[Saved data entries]
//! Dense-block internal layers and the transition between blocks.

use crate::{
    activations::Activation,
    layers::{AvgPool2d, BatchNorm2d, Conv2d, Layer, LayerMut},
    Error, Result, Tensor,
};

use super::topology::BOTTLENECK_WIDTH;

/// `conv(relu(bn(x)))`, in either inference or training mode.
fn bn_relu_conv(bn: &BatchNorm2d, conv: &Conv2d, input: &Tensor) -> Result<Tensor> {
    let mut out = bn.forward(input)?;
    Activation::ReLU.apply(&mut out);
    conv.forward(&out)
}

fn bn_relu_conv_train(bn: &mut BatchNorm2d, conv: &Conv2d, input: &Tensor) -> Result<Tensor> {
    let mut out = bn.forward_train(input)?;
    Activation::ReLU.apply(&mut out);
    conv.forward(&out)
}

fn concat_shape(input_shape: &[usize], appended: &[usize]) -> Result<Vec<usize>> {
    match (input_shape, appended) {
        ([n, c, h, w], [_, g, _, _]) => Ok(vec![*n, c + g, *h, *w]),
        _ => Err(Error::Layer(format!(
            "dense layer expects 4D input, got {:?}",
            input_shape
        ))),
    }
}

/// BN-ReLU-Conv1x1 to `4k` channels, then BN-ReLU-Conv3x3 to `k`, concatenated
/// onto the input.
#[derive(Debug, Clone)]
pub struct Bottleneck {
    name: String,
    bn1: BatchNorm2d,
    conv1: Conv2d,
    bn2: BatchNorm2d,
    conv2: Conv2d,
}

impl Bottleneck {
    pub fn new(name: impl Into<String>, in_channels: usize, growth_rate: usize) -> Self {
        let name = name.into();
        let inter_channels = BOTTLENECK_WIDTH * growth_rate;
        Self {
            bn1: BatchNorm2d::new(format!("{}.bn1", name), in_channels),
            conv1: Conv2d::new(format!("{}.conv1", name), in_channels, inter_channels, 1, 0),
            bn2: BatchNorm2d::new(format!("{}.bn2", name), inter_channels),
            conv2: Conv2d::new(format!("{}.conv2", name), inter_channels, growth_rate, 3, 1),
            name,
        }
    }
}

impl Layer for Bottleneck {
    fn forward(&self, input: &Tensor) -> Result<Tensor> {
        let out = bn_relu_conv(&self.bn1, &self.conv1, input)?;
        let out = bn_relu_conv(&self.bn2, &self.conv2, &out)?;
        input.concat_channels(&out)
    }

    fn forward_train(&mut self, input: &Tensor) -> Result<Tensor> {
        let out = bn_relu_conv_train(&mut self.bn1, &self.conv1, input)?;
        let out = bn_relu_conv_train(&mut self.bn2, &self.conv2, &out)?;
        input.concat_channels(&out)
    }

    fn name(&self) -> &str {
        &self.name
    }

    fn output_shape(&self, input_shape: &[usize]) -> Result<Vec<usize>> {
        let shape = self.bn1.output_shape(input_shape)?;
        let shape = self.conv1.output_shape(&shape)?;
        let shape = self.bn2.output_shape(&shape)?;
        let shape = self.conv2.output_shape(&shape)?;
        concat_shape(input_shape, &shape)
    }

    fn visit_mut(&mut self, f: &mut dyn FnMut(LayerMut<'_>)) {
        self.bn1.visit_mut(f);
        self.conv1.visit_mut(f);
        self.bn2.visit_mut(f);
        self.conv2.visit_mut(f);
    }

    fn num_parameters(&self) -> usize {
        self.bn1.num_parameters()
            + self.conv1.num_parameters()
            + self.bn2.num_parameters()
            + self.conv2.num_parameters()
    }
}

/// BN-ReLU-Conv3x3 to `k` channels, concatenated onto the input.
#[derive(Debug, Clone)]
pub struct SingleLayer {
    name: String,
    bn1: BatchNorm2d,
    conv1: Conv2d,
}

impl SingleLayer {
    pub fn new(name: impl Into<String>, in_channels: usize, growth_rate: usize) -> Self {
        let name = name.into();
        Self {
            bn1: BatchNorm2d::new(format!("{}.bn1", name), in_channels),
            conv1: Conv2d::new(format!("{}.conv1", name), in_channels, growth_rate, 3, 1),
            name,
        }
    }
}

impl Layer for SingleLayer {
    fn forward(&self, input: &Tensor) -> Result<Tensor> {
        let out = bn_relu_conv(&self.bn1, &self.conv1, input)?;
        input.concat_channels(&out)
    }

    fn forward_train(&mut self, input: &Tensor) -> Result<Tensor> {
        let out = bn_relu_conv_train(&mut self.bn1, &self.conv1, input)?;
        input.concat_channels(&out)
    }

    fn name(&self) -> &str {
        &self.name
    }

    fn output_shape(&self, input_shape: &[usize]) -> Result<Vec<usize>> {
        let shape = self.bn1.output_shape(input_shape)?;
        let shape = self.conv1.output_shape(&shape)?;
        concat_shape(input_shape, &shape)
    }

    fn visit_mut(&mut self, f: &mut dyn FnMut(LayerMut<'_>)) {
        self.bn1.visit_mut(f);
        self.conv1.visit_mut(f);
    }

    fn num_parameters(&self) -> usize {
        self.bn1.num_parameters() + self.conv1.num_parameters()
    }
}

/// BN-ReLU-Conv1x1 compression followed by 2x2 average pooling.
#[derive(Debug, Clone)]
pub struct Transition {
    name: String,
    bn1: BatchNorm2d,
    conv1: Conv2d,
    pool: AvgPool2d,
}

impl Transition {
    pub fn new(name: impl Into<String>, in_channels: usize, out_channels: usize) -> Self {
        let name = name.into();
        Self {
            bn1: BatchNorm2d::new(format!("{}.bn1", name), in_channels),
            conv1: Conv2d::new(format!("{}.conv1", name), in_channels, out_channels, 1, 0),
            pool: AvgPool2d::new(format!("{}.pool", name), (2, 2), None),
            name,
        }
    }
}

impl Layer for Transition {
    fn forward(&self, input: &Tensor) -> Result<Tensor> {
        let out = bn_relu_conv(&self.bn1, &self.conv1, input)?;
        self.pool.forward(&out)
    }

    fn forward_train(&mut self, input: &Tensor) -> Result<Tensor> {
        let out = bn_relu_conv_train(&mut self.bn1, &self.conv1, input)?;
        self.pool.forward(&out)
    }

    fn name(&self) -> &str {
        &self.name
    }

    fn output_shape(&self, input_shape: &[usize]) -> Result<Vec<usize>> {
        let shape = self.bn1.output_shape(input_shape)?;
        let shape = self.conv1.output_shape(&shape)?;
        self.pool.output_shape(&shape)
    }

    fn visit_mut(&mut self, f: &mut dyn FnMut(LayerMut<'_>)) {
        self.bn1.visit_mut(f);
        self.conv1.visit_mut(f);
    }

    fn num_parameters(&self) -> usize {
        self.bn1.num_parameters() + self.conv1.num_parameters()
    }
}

Work task:
Please copy out every entry exactly, with nothing omitted.

Solution to the exercise:
//! Dense-block internal layers and the transition between blocks.

use crate::{
    activations::Activation,
    layers::{AvgPool2d, BatchNorm2d, Conv2d, Layer, LayerMut},
    Error, Result, Tensor,
};

use super::topology::BOTTLENECK_WIDTH;

/// `conv(relu(bn(x)))`, in either inference or training mode.
fn bn_relu_conv(bn: &BatchNorm2d, conv: &Conv2d, input: &Tensor) -> Result<Tensor> {
    let mut out = bn.forward(input)?;
    Activation::ReLU.apply(&mut out);
    conv.forward(&out)
}

fn bn_relu_conv_train(bn: &mut BatchNorm2d, conv: &Conv2d, input: &Tensor) -> Result<Tensor> {
    let mut out = bn.forward_train(input)?;
    Activation::ReLU.apply(&mut out);
    conv.forward(&out)
}

fn concat_shape(input_shape: &[usize], appended: &[usize]) -> Result<Vec<usize>> {
    match (input_shape, appended) {
        ([n, c, h, w], [_, g, _, _]) => Ok(vec![*n, c + g, *h, *w]),
        _ => Err(Error::Layer(format!(
            "dense layer expects 4D input, got {:?}",
            input_shape
        ))),
    }
}

/// BN-ReLU-Conv1x1 to `4k` channels, then BN-ReLU-Conv3x3 to `k`, concatenated
/// onto the input.
#[derive(Debug, Clone)]
pub struct Bottleneck {
    name: String,
    bn1: BatchNorm2d,
    conv1: Conv2d,
    bn2: BatchNorm2d,
    conv2: Conv2d,
}

impl Bottleneck {
    pub fn new(name: impl Into<String>, in_channels: usize, growth_rate: usize) -> Self {
        let name = name.into();
        let inter_channels = BOTTLENECK_WIDTH * growth_rate;
        Self {
            bn1: BatchNorm2d::new(format!("{}.bn1", name), in_channels),
            conv1: Conv2d::new(format!("{}.conv1", name), in_channels, inter_channels, 1, 0),
            bn2: BatchNorm2d::new(format!("{}.bn2", name), inter_channels),
            conv2: Conv2d::new(format!("{}.conv2", name), inter_channels, growth_rate, 3, 1),
            name,
        }
    }
}

impl Layer for Bottleneck {
    fn forward(&self, input: &Tensor) -> Result<Tensor> {
        let out = bn_relu_conv(&self.bn1, &self.conv1, input)?;
        let out = bn_relu_conv(&self.bn2, &self.conv2, &out)?;
        input.concat_channels(&out)
    }

    fn forward_train(&mut self, input: &Tensor) -> Result<Tensor> {
        let out = bn_relu_conv_train(&mut self.bn1, &self.conv1, input)?;
        let out = bn_relu_conv_train(&mut self.bn2, &self.conv2, &out)?;
        input.concat_channels(&out)
    }

    fn name(&self) -> &str {
        &self.name
    }

    fn output_shape(&self, input_shape: &[usize]) -> Result<Vec<usize>> {
        let shape = self.bn1.output_shape(input_shape)?;
        let shape = self.conv1.output_shape(&shape)?;
        let shape = self.bn2.output_shape(&shape)?;
        let shape = self.conv2.output_shape(&shape)?;
        concat_shape(input_shape, &shape)
    }

    fn visit_mut(&mut self, f: &mut dyn FnMut(LayerMut<'_>)) {
        self.bn1.visit_mut(f);
        self.conv1.visit_mut(f);
        self.bn2.visit_mut(f);
        self.conv2.visit_mut(f);
    }

    fn num_parameters(&self) -> usize {
        self.bn1.num_parameters()
            + self.conv1.num_parameters()
            + self.bn2.num_parameters()
            + self.conv2.num_parameters()
    }
}

/// BN-ReLU-Conv3x3 to `k` channels, concatenated onto the input.
#[derive(Debug, Clone)]
pub struct SingleLayer {
    name: String,
    bn1: BatchNorm2d,
    conv1: Conv2d,
}

impl SingleLayer {
    pub fn new(name: impl Into<String>, in_channels: usize, growth_rate: usize) -> Self {
        let name = name.into();
        Self {
            bn1: BatchNorm2d::new(format!("{}.bn1", name), in_channels),
            conv1: Conv2d::new(format!("{}.conv1", name), in_channels, growth_rate, 3, 1),
            name,
        }
    }
}

impl Layer for SingleLayer {
    fn forward(&self, input: &Tensor) -> Result<Tensor> {
        let out = bn_relu_conv(&self.bn1, &self.conv1, input)?;
        input.concat_channels(&out)
    }

    fn forward_train(&mut self, input: &Tensor) -> Result<Tensor> {
        let out = bn_relu_conv_train(&mut self.bn1, &self.conv1, input)?;
        input.concat_channels(&out)
    }

    fn name(&self) -> &str {
        &self.name
    }

    fn output_shape(&self, input_shape: &[usize]) -> Result<Vec<usize>> {
        let shape = self.bn1.output_shape(input_shape)?;
        let shape = self.conv1.output_shape(&shape)?;
        concat_shape(input_shape, &shape)
    }

    fn visit_mut(&mut self, f: &mut dyn FnMut(LayerMut<'_>)) {
        self.bn1.visit_mut(f);
        self.conv1.visit_mut(f);
    }

    fn num_parameters(&self) -> usize {
        self.bn1.num_parameters() + self.conv1.num_parameters()
    }
}

/// BN-ReLU-Conv1x1 compression followed by 2x2 average pooling.
#[derive(Debug, Clone)]
pub struct Transition {
    name: String,
    bn1: BatchNorm2d,
    conv1: Conv2d,
    pool: AvgPool2d,
}

impl Transition {
    pub fn new(name: impl Into<String>, in_channels: usize, out_channels: usize) -> Self {
        let name = name.into();
        Self {
            bn1: BatchNorm2d::new(format!("{}.bn1", name), in_channels),
            conv1: Conv2d::new(format!("{}.conv1", name), in_channels, out_channels, 1, 0),
            pool: AvgPool2d::new(format!("{}.pool", name), (2, 2), None),
            name,
        }
    }
}

impl Layer for Transition {
    fn forward(&self, input: &Tensor) -> Result<Tensor> {
        let out = bn_relu_conv(&self.bn1, &self.conv1, input)?;
        self.pool.forward(&out)
    }

    fn forward_train(&mut self, input: &Tensor) -> Result<Tensor> {
        let out = bn_relu_conv_train(&mut self.bn1, &self.conv1, input)?;
        self.pool.forward(&out)
    }

    fn name(&self) -> &str {
        &self.name
    }

    fn output_shape(&self, input_shape: &[usize]) -> Result<Vec<usize>> {
        let shape = self.bn1.output_shape(input_shape)?;
        let shape = self.conv1.output_shape(&shape)?;
        self.pool.output_shape(&shape)
    }

    fn visit_mut(&mut self, f: &mut dyn FnMut(LayerMut<'_>)) {
        self.bn1.visit_mut(f);
        self.conv1.visit_mut(f);
    }

    fn num_parameters(&self) -> usize {
        self.bn1.num_parameters() + self.conv1.num_parameters()
    }
}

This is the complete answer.